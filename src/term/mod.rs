//! The local term contract between physics terms and the host's assembly loop.
//!
//! - [`QpContext`], [`AuxContext`], [`InterfaceContext`]: per-point state
//!   supplied fresh by the host on every call
//! - [`Kernel`]: volumetric and integrated-boundary residual/Jacobian terms
//! - [`InterfaceKernel`]: two-sided terms across a subdomain boundary
//! - [`AuxKernel`]: derived-quantity evaluators
//! - [`InitialCondition`]: value-only initial states
//! - [`Material`]: per-point property providers
//! - [`CombinedKernel`]: composition helper

mod auxiliary;
mod context;
mod interface;
mod kernel;
mod material;

pub use auxiliary::{AuxKernel, InitialCondition};
pub use context::{
    AuxContext, FieldSource, FieldValue, InterfaceContext, JacobianBlock, QpContext, Side,
};
pub use interface::InterfaceKernel;
pub use kernel::{CombinedKernel, Kernel};
pub use material::Material;
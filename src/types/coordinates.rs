//! Coordinate systems for 1-D radial discretizations.

use serde::{Deserialize, Serialize};

/// Coordinate system of a 1-D fictitious mesh.
///
/// The discriminant is the exponent of the radial geometry weight
/// `r^d`: 0 for planar slabs, 1 for cylinders, 2 for spheres.
#[derive(Clone, Copy, Debug, PartialEq, Eq, Hash, Default, Serialize, Deserialize)]
#[serde(rename_all = "snake_case")]
pub enum CoordinateSystem {
    /// Slab geometry, weight 1 everywhere
    #[default]
    Planar,
    /// Cylindrical, weight r
    Cylindrical,
    /// Spherical, weight r²
    Spherical,
}

impl CoordinateSystem {
    /// Map a numeric coordinate id (0, 1, 2) to a coordinate system.
    pub fn from_id(id: u32) -> Option<Self> {
        match id {
            0 => Some(Self::Planar),
            1 => Some(Self::Cylindrical),
            2 => Some(Self::Spherical),
            _ => None,
        }
    }

    /// Exponent of the radial weight.
    #[inline]
    pub fn exponent(self) -> i32 {
        match self {
            Self::Planar => 0,
            Self::Cylindrical => 1,
            Self::Spherical => 2,
        }
    }

    /// Geometry weight `r^d`.
    #[inline]
    pub fn weight(self, r: f64) -> f64 {
        r.powi(self.exponent())
    }
}

#[cfg(test)]
mod tests {
    use super::*;

    #[test]
    fn test_from_id() {
        assert_eq!(CoordinateSystem::from_id(0), Some(CoordinateSystem::Planar));
        assert_eq!(CoordinateSystem::from_id(2), Some(CoordinateSystem::Spherical));
        assert_eq!(CoordinateSystem::from_id(3), None);
    }

    #[test]
    fn test_planar_weight_is_one() {
        for r in [0.0, 0.3, 7.0] {
            assert_eq!(CoordinateSystem::Planar.weight(r), 1.0);
        }
    }

    #[test]
    fn test_spherical_weight() {
        assert!((CoordinateSystem::Spherical.weight(0.5) - 0.25).abs() < 1e-15);
    }
}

REQUIREMENT -> A single number is the expected answer: how many lines of the entries contain "AuxContext".

WRITTEN RESPONSE -> 2